Dealing with other minds is very similar. Starting a new book, meeting a new person, it can be like stepping into a space of mental fog. It is unclear how this person thinks or what they are thinking. But once we have understood another mind, we have managed to transform that fog into an encapsulated object. We have made it 'firmer' in our minds. I love these metaphors of fog and solidity. Collingwood discussed fog.
So, once we have turned a foggy mind into a solid object, successfully understood and encapsulated someone's thought, how does it interact with our general foggy thought? Well what I am saying is that once we have encapsulated that mind it will begin to exist as fog. We will have that person's thought accessible to us on an unconscious level, as well as on a conscious level.
Diffusion of another mind is allowing a mind to become fog. It is allowing deliberately encapsulated experience to permeate our thought on an unconscious level. Once we encapsulate that mind it will undoubtedly still exist within our thoughts on some level even when we don't explicitly think of it.
I think this is how synthetic experience ultimately permeates our unconscious thinking. It is the post reenactment reflection (as described by Clausewitz) that allows us to assimilate encapsulated minds, synthetic experience, into our own thoughts and experiences.
I think that once you encapsulate a mind you can let it diffuse into your own general thoughts. Fog. You create a solid object, an encapsulated mind, then it interacts with the fog of your general thought. I find fog to be a great way to think of my own thinking. So encapsulation and diffusion seems good to me.
I could explore this at much greater length. I could draw on Clausewitz to talk about this. But this is enough for now.
I am just saying that the inhibition of the self required by simulation leads to an enrichment of the self. This is because once a mind has been encapsulated it will begin to exist in our mind as fog as well. Fog being the unconscious content of our thoughts, the inarticulate contents of our thought. We work hard, we inhibit ourselves, we encapsulate another mind, and then we reflect on that mind in a daydreamy fashion. We let our mind engage with that other mind in a foggy space. This is diffusion. Turning a solid, encapsulated mind, into a fog that mixes with the rest of our experience.
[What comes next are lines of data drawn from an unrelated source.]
//! Claim execution: join → configure → start → settle → record.
//!
//! The executor never raises. Every path ends in a [`ClaimOutcome`] that
//! tells the scan loop whether to keep going.

use std::time::Duration;

use slotclaim_network::Requester;
use slotclaim_protocol::{
    CandidateTarget, Command, JoinTargetParams, ALREADY_JOINED_MARKERS, DEFAULT_ACTION_SETTLE_MS,
    DEFAULT_ACTION_TIMEOUT_MS, DEFAULT_JOIN_SETTLE_MS, DEFAULT_REQUEST_TIMEOUT_MS,
};
use slotclaim_state::RunState;

/// What the scan loop should do after one claim attempt.
#[derive(Debug, Clone, Copy, PartialEq, Eq)]
pub enum ClaimOutcome {
    /// Target acquired and consumed.
    Success,
    /// This target failed; try another one this round.
    SoftFailContinue,
    /// Claimant connection lost or setup missing; stop scanning now.
    HardFailAbortRound,
    /// Other failure; stop scanning this round, keep the claimant.
    SoftFailStop,
}

impl std::fmt::Display for ClaimOutcome {
    fn fmt(&self, f: &mut std::fmt::Formatter<'_>) -> std::fmt::Result {
        let s = match self {
            Self::Success => "success",
            Self::SoftFailContinue => "soft-fail-continue",
            Self::HardFailAbortRound => "hard-fail-abort-round",
            Self::SoftFailStop => "soft-fail-stop",
        };
        write!(f, "{s}")
    }
}

#[derive(Debug, Clone)]
pub struct ClaimTimings {
    pub join_timeout: Duration,
    /// Pause after a successful join.
    pub join_settle: Duration,
    pub action_timeout: Duration,
    /// Server-side processing time after `start_action`.
    pub action_settle: Duration,
}

impl Default for ClaimTimings {
    fn default() -> Self {
        Self {
            join_timeout: Duration::from_millis(DEFAULT_REQUEST_TIMEOUT_MS),
            join_settle: Duration::from_millis(DEFAULT_JOIN_SETTLE_MS),
            action_timeout: Duration::from_millis(DEFAULT_ACTION_TIMEOUT_MS),
            action_settle: Duration::from_millis(DEFAULT_ACTION_SETTLE_MS),
        }
    }
}

/// Whether a join error means the claimant already holds the target.
pub fn is_already_joined(message: &str) -> bool {
    let message = message.to_lowercase();
    ALREADY_JOINED_MARKERS.iter().any(|m| message.contains(m))
}

#[derive(Debug, Clone, Default)]
pub struct ClaimExecutor {
    timings: ClaimTimings,
}

impl ClaimExecutor {
    pub fn new(timings: ClaimTimings) -> Self {
        Self { timings }
    }

    /// Attempt to acquire and consume `target` with the run's current
    /// claimant. Counters and the blacklist are updated in `run`;
    /// persisting them is left to the caller.
    pub async fn execute(
        &self,
        claimant: &dyn Requester,
        target: &CandidateTarget,
        run: &mut RunState,
    ) -> ClaimOutcome {
        if !claimant.is_live() {
            tracing::warn!(identity = %claimant.identity(), "Claimant not connected, aborting round");
            return ClaimOutcome::HardFailAbortRound;
        }
        let Some(record) = run.current_mut() else {
            return ClaimOutcome::HardFailAbortRound;
        };
        record.stats.attempts += 1;

        tracing::info!(
            identity = %claimant.identity(),
            target_id = %target.id,
            target_name = %target.name,
            rank = target.rank,
            "Claiming target"
        );

        // Step 1: join.
        let params = JoinTargetParams {
            owner_id: target.owner_id.clone(),
            target_id: target.id.clone(),
        };
        let body = match serde_json::to_value(&params) {
            Ok(body) => body,
            Err(e) => {
                tracing::error!(error = %e, "Failed to encode join request");
                return ClaimOutcome::SoftFailStop;
            }
        };
        let Some(reply) = claimant
            .request(Command::JoinTarget, body, self.timings.join_timeout)
            .await
        else {
            tracing::warn!(identity = %claimant.identity(), target_id = %target.id, "No reply to join");
            return ClaimOutcome::SoftFailStop;
        };

        match reply.error_message() {
            Some(message) if is_already_joined(&message) => {
                tracing::info!(target_id = %target.id, "Already joined, continuing");
            }
            Some(message) => {
                let failure = run.blacklist.record_failure(&target.id);
                if let Some(record) = run.current_mut() {
                    record.stats.failures += 1;
                }
                if failure.newly_excluded {
                    tracing::warn!(
                        target_id = %target.id,
                        failures = failure.failures,
                        "Target permanently excluded"
                    );
                }
                tracing::warn!(target_id = %target.id, error = %message, "Join rejected");
                return ClaimOutcome::SoftFailContinue;
            }
            None => {}
        }
        run.set_last_claimed(&target.id);
        tokio::time::sleep(self.timings.join_settle).await;

        // Step 2: configure from the cached payload.
        let Some(payload) = run.current().and_then(|r| r.action_payload.clone()) else {
            tracing::error!(
                identity = %claimant.identity(),
                "No cached claim configuration, aborting round"
            );
            return ClaimOutcome::HardFailAbortRound;
        };
        let body = serde_json::json!({ "payload": payload });
        match claimant
            .request(Command::CommitConfiguration, body, self.timings.action_timeout)
            .await
        {
            Some(reply) => {
                if let Some(message) = reply.error_message() {
                    tracing::warn!(target_id = %target.id, error = %message, "Configuration rejected");
                    return ClaimOutcome::SoftFailStop;
                }
            }
            None => {
                tracing::debug!(target_id = %target.id, "No configuration ack, continuing");
            }
        }

        // Step 3: start. The service runs the action whether or not we
        // see the acknowledgment.
        match claimant
            .request(
                Command::StartAction,
                serde_json::json!({}),
                self.timings.action_timeout,
            )
            .await
        {
            Some(reply) if reply.is_error() => {
                tracing::warn!(
                    target_id = %target.id,
                    error = ?reply.error_message(),
                    "Action start reported an error"
                );
            }
            Some(_) => {}
            None => {
                tracing::warn!(target_id = %target.id, "No action start ack");
            }
        }

        // Step 4: settle. The service closes the connection when done.
        tokio::time::sleep(self.timings.action_settle).await;
        if !claimant.is_live() {
            tracing::debug!(identity = %claimant.identity(), "Connection closed after action, as expected");
        }

        // Step 5: record.
        if let Some(record) = run.current_mut() {
            record.stats.successes += 1;
        }
        run.record_tier(target.rank);
        tracing::info!(
            identity = %claimant.identity(),
            target_id = %target.id,
            rank = target.rank,
            "Claim completed"
        );
        ClaimOutcome::Success
    }
}
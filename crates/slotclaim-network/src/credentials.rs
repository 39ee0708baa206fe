//! Identity credentials and the 24h wall-clock cache in front of them.

use std::collections::HashMap;
use std::sync::Arc;

use chrono::{DateTime, Utc};
use tokio::sync::Mutex;

use slotclaim_protocol::CREDENTIAL_TTL_SECS;

use crate::{BoxFuture, NetworkError};

/// An authenticated identity token.
#[derive(Debug, Clone, PartialEq, Eq)]
pub struct Credential {
    pub token: String,
    pub issued_at: DateTime<Utc>,
}

impl Credential {
    pub fn is_fresh(&self, now: DateTime<Utc>, ttl: chrono::Duration) -> bool {
        now.signed_duration_since(self.issued_at) < ttl
    }
}

/// External source of identity tokens.
pub trait CredentialSource: Send + Sync {
    fn resolve_credential<'a>(
        &'a self,
        identity: &'a str,
    ) -> BoxFuture<'a, Result<String, NetworkError>>;
}

/// Tokens supplied up front, typically from the config file.
#[derive(Debug, Clone, Default)]
pub struct StaticCredentials {
    tokens: HashMap<String, String>,
}

impl StaticCredentials {
    pub fn new(tokens: HashMap<String, String>) -> Self {
        Self { tokens }
    }
}

impl CredentialSource for StaticCredentials {
    fn resolve_credential<'a>(
        &'a self,
        identity: &'a str,
    ) -> BoxFuture<'a, Result<String, NetworkError>> {
        Box::pin(async move {
            self.tokens
                .get(identity)
                .cloned()
                .ok_or_else(|| NetworkError::MissingCredential(identity.to_string()))
        })
    }
}

/// Caches resolved credentials per identity so that repeated connects
/// within the TTL skip the authentication round-trip.
pub struct CredentialCache {
    source: Arc<dyn CredentialSource>,
    ttl: chrono::Duration,
    entries: Mutex<HashMap<String, Credential>>,
}

impl CredentialCache {
    pub fn new(source: Arc<dyn CredentialSource>) -> Self {
        Self::with_ttl(source, chrono::Duration::seconds(CREDENTIAL_TTL_SECS))
    }

    pub fn with_ttl(source: Arc<dyn CredentialSource>, ttl: chrono::Duration) -> Self {
        Self {
            source,
            ttl,
            entries: Mutex::new(HashMap::new()),
        }
    }

    pub async fn resolve(&self, identity: &str) -> Result<Credential, NetworkError> {
        self.resolve_at(identity, Utc::now()).await
    }

    /// Resolve against an explicit wall-clock instant.
    pub async fn resolve_at(
        &self,
        identity: &str,
        now: DateTime<Utc>,
    ) -> Result<Credential, NetworkError> {
        if let Some(cached) = self.entries.lock().await.get(identity) {
            if cached.is_fresh(now, self.ttl) {
                return Ok(cached.clone());
            }
        }

        tracing::debug!(identity = %identity, "Resolving identity credential");
        let token = self.source.resolve_credential(identity).await?;
        let credential = Credential {
            token,
            issued_at: now,
        };
        self.entries
            .lock()
            .await
            .insert(identity.to_string(), credential.clone());
        Ok(credential)
    }

    /// Forget the cached credential for one identity.
    pub async fn invalidate(&self, identity: &str) {
        self.entries.lock().await.remove(identity);
    }
}
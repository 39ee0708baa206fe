mod common;

use std::collections::BTreeSet;
use std::time::Duration;

use slotclaim_coordinator::{DiscoveryConfig, RankFilter, TargetDiscovery, TargetFilter};
use slotclaim_network::Requester;
use slotclaim_protocol::Command;
use slotclaim_state::BlacklistLedger;

use common::{candidate_list, error_reply, target, ScriptedRequester};

fn discovery() -> TargetDiscovery {
    TargetDiscovery::new(
        DiscoveryConfig {
            stagger_interval: Duration::from_millis(1000),
            list_timeout: Duration::from_millis(5000),
        },
        TargetFilter::default(),
    )
}

fn scout_with(identity: &str, ranks: &[(&str, i64)]) -> ScriptedRequester {
    let targets: Vec<_> = ranks.iter().map(|(id, r)| target(id, *r)).collect();
    ScriptedRequester::new(identity, move |command, _| match command {
        Command::ListCandidates => Some(candidate_list(&targets)),
        _ => None,
    })
}

#[tokio::test(start_paused = true)]
async fn test_highest_rank_wins_across_scouts_regardless_of_arrival() {
    let slow = scout_with("scout-a", &[("x", 4), ("y", 5)]).with_delay(Duration::from_millis(3000));
    let fast = scout_with("scout-b", &[("x", 4), ("z", 8)]);
    let scouts: Vec<&dyn Requester> = vec![&slow, &fast];

    let best = discovery()
        .discover(&scouts, None, &BlacklistLedger::default())
        .await
        .unwrap();
    assert_eq!(best.id, "z");
    assert_eq!(best.rank, 8);
}

#[tokio::test(start_paused = true)]
async fn test_same_target_reported_with_different_ranks() {
    let a = scout_with("scout-a", &[("shared", 4)]).with_delay(Duration::from_millis(10));
    let b = scout_with("scout-b", &[("shared", 7)]);
    let scouts: Vec<&dyn Requester> = vec![&a, &b];

    let best = discovery()
        .discover(&scouts, None, &BlacklistLedger::default())
        .await
        .unwrap();
    assert_eq!(best.id, "shared");
    assert_eq!(best.rank, 7);
}

#[tokio::test(start_paused = true)]
async fn test_last_claimed_never_returned() {
    let a = scout_with("scout-a", &[("prev", 10), ("next", 2)]);
    let scouts: Vec<&dyn Requester> = vec![&a];

    let best = discovery()
        .discover(&scouts, Some("prev"), &BlacklistLedger::default())
        .await
        .unwrap();
    assert_eq!(best.id, "next");
}

#[tokio::test(start_paused = true)]
async fn test_excluded_target_skipped() {
    let a = scout_with("scout-a", &[("bad", 11), ("ok", 5)]);
    let scouts: Vec<&dyn Requester> = vec![&a];
    let mut ledger = BlacklistLedger::new(2);
    ledger.record_failure("bad");
    ledger.record_failure("bad");

    let best = discovery().discover(&scouts, None, &ledger).await.unwrap();
    assert_eq!(best.id, "ok");
}

#[tokio::test(start_paused = true)]
async fn test_polls_are_staggered_by_scout_index() {
    let a = scout_with("scout-a", &[]);
    let b = scout_with("scout-b", &[]);
    let c = scout_with("scout-c", &[]);
    let scouts: Vec<&dyn Requester> = vec![&a, &b, &c];
    let start = tokio::time::Instant::now();

    let best = discovery()
        .discover(&scouts, None, &BlacklistLedger::default())
        .await;
    assert!(best.is_none());

    let sent_at = |s: &ScriptedRequester| s.sent.lock().unwrap()[0].2 - start;
    assert_eq!(sent_at(&a), Duration::ZERO);
    assert_eq!(sent_at(&b), Duration::from_millis(1000));
    assert_eq!(sent_at(&c), Duration::from_millis(2000));
}

#[tokio::test(start_paused = true)]
async fn test_silent_or_failing_scouts_contribute_nothing() {
    let silent = ScriptedRequester::new("silent", |_, _| None);
    let failing = ScriptedRequester::new("failing", |command, _| {
        Some(error_reply(command, "rate limited"))
    });
    let good = scout_with("good", &[("t", 2)]);
    let scouts: Vec<&dyn Requester> = vec![&silent, &failing, &good];
    let start = tokio::time::Instant::now();

    let best = discovery()
        .discover(&scouts, None, &BlacklistLedger::default())
        .await
        .unwrap();
    assert_eq!(best.id, "t");
    // The silent scout times out after the list timeout.
    assert!(start.elapsed() >= Duration::from_millis(5000));
}

#[tokio::test(start_paused = true)]
async fn test_allow_list_restricts_ranks() {
    let filter = TargetFilter {
        allowed: RankFilter {
            enabled: true,
            ranks: BTreeSet::from([2]),
        },
        ..TargetFilter::default()
    };
    let discovery = TargetDiscovery::new(DiscoveryConfig::default(), filter);
    let a = scout_with("scout-a", &[("high", 11), ("low", 2)]);
    let scouts: Vec<&dyn Requester> = vec![&a];

    let best = discovery
        .discover(&scouts, None, &BlacklistLedger::default())
        .await
        .unwrap();
    assert_eq!(best.id, "low");
}

#[tokio::test(start_paused = true)]
async fn test_no_scouts_yields_nothing() {
    let scouts: Vec<&dyn Requester> = Vec::new();
    assert!(discovery()
        .discover(&scouts, None, &BlacklistLedger::default())
        .await
        .is_none());
}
The inhibition of the self as the enrichment of the self.
Done.
Original notes that I wrote when I began this on 6/16/10-
Ryan thought that simulation, and in particular encapsulation/quarantine amounted to a destruction of the self. Quite the opposite, it is the inhibition of the self that leads to an enrichment of the self. We have to inhibit ourselves in order to understand another mind, but once we have succesfully encapsulated that mind we let its experience blend with ours. It is encapsualted so it can properly turn into fog.